La contraction dura une longue minute, pendant laquelle personne ne dit un traître mot et tout le monde resta figé, à regarder Lorna respirer. Lorsque la douleur se calma, les deux femmes s’approchèrent d’Aggie, qui se leva pour laisser s’asseoir la parturiente.
« C’est ton nouveau copain ? s’enquit Ava, sans lever les yeux vers les deux hommes.
— Ça va durer longtemps, à ton avis ? demanda Aggie, indifférent à sa question.
— J’en sais rien. Toute la nuit, si ça se trouve. »
Une autre contraction secoua Lorna, qui serra les dents, la tête rejetée en arrière.
« Ce n’est pas une bonne idée », dit Cohen.
Aggie se racla la gorge, cracha, tira sur sa cigarette puis le considéra.
« Quand je suis dans la crainte, En Dieu je me confie. »
— Va le lui dire à elle, riposta Cohen.
— Oh, Seigneur, ça recommence, s’écria Lorna. Ça fait mal, bordel de merde ! Oh, mon Dieu, mon Dieu, mon Dieu. »
Elle continua sur sa lancée, sa voix s’élevant puis s’apaisant au rythme des contractions. Et, comme si les dieux, cette voix et la promesse d’une vie nouvelle les avaient convoqués, l’esprit du vent et le grondement du tonnerre se joignirent à elle.
Cohen la regarda, il regarda la vieille femme faire les cent pas, et il pensa à Elisa. Quand je serai énorme, tout le monde me tiendra la porte et me laissera sa place dans la file, disait-elle. Tout le monde le fait déjà, répondait-il, parce que tu es belle comme un cœur. Je passerai mon temps à manger ; il y en a qui mangent de la terre, tu sais, racontait-elle. Il ne la croyait pas, mais elle lui jurait que c’était vrai, avant de se fourrer un oreiller sous le corsage et de le tapoter en disant qu’elle allait se transformer en bonbonne, qu’elle s’en fichait et qu’il avait intérêt à s’en ficher aussi. Et les compliments, ça suffit, tu m’as mise enceinte, c’est bon, ton boulot à toi est terminé. Elle retirait l’oreiller pour le lui jeter à la figure. D’accord. Alors puisque mon boulot à moi est terminé, je vais me chercher une bière. Ça, elle n’appréciait pas du tout. Elle n’appréciait pas qu’il continue à boire de la bière et du café et à fumer, alors qu’elle ne pouvait pas, ni qu’il le fasse sous son nez sans complexe. Ça la rendait dingue. Ce qui, lui, l’amusait.

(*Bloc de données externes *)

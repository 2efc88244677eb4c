mod transcript;

use std::path::PathBuf;
use std::sync::Arc;

use anyhow::{Context, Result};
use chatty_snapshots::repositories::StoreOperation;
use chatty_snapshots::services::init_tracing;
use chatty_snapshots::{
    ActionOutcome, ControllerHooks, ErrorStore, InMemoryMessageStore, MessageActionController,
    MessageStore, SettingsJsonRepository, SettingsRepository, SharedSnapshotManager,
    SnapshotManager, SnapshotSettings, SnapshotView,
};
use clap::Parser;
use serde::Serialize;
use tracing::{debug, info};

use transcript::ReplayStep;

#[derive(Parser)]
#[command(name = "chatty-snapshots-replay")]
#[command(about = "Replay a recorded message transcript through the snapshot engine")]
struct Args {
    /// Transcript file: JSON array of sync/prev/next/delete steps
    transcript: PathBuf,

    /// Print one JSON object per step instead of text lines
    #[arg(long)]
    json: bool,

    /// Tracing directive, overrides the settings file (RUST_LOG still wins)
    #[arg(long)]
    log_filter: Option<String>,

    /// Settings file; defaults to the user's chatty config
    #[arg(long)]
    settings: Option<PathBuf>,

    /// Character id the transcript belongs to
    #[arg(long, default_value = "replay")]
    character: String,

    /// Make every regeneration request fail
    #[arg(long)]
    fail_regenerate: bool,
}

#[derive(Serialize)]
struct StepReport {
    step: usize,
    action: String,
    outcome: Option<String>,
    views: Vec<SnapshotView>,
}

async fn load_settings(args: &Args) -> Result<SnapshotSettings> {
    let repo = match &args.settings {
        Some(path) => SettingsJsonRepository::with_path(path),
        None => SettingsJsonRepository::new()?,
    };
    let mut settings = repo.load().await.context("Failed to load settings")?;
    if let Some(filter) = &args.log_filter {
        settings.log_filter = filter.clone();
    }
    Ok(settings)
}

fn collect_views(manager: &SharedSnapshotManager, store: &InMemoryMessageStore) -> Vec<SnapshotView> {
    let manager = manager.lock();
    store
        .active_history()
        .iter()
        .filter_map(|message| manager.view(message))
        .collect()
}

async fn run_step(
    step: &ReplayStep,
    character: &str,
    store: &InMemoryMessageStore,
    controller: &MessageActionController,
) -> Option<ActionOutcome> {
    match step {
        ReplayStep::Sync(messages) => {
            store.set_history(character, messages.clone());
            controller.manager().lock().sync_from_messages(messages);
            None
        }
        ReplayStep::Prev(id) => Some(controller.handle_snapshot_prev(id).await),
        ReplayStep::Next(id) => Some(controller.handle_snapshot_next(id).await),
        ReplayStep::Delete(id) => Some(controller.handle_delete(id).await),
    }
}

#[tokio::main]
async fn main() -> Result<()> {
    let args = Args::parse();
    let settings = load_settings(&args).await?;
    let collected = init_tracing(&settings).context("Failed to initialize tracing")?;
    let errors = Arc::new(ErrorStore::new(settings.error_store_capacity));

    let steps = transcript::load(&args.transcript)?;
    info!(steps = steps.len(), character = %args.character, "Replaying transcript");

    let store = InMemoryMessageStore::new().with_character(&args.character, Vec::new());
    if args.fail_regenerate {
        store.fail(StoreOperation::QueueAction, true);
    }
    let store_handle: Arc<dyn MessageStore> = Arc::new(store.clone());
    let manager = SnapshotManager::shared(store_handle.clone());

    let hooks = ControllerHooks::new().with_error_store(errors.clone());
    let controller = MessageActionController::new(manager.clone(), store_handle, hooks, settings);

    for (index, step) in steps.iter().enumerate() {
        let outcome = run_step(step, &args.character, &store, &controller).await;
        let views = collect_views(&manager, &store);
        debug!(step = index, tracked = views.len(), "Step applied");

        if args.json {
            let report = StepReport {
                step: index,
                action: step.label(),
                outcome: outcome.map(|o| format!("{:?}", o)),
                views,
            };
            println!("{}", serde_json::to_string(&report)?);
        } else {
            let outcome = outcome.map(|o| format!(" -> {:?}", o)).unwrap_or_default();
            println!("#{} {}{}", index, step.label(), outcome);
            for view in views {
                println!(
                    "    {} {}/{}{} {:?}",
                    view.message_id,
                    view.position,
                    view.total,
                    if view.pending { " (pending)" } else { "" },
                    view.text
                );
            }
        }
    }

    errors.drain_from(&collected);
    let queued = store.queued_actions().len();
    info!(
        queued,
        errors = errors.error_count(),
        warnings = errors.warning_count(),
        "Replay finished"
    );
    if !args.json {
        println!(
            "queued regenerations: {}, errors: {}, warnings: {}",
            queued,
            errors.error_count(),
            errors.warning_count()
        );
    }

    Ok(())
}
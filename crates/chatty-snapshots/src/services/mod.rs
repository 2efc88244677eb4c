pub mod error_collector_layer;
pub mod logging;

pub use error_collector_layer::ErrorCollectorLayer;
pub use logging::{env_filter, init_tracing};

« Ça va aller, ça va aller, ça va aller », souffla Lorna, haletante, quand la énième contraction s’apaisa.
Cohen se mit à tourner en rond.
C’était lui qui avait raison, tandis qu’Elisa croyait dur comme fer que ce serait un garçon. Elle le lui répétait tous les jours, avant qu’ils sachent. Trois semaines à lui dire : C’est un garçon. Je sais que c’est un garçon. Et lui, à répondre : Non. Je te parie vingt dollars que non. Elle riait. Tu ne les as pas, et de toute manière, tu ferais mieux de croiser les doigts pour que ce soit un garçon, parce que si c’est une fille, tu vas être une vraie carpette.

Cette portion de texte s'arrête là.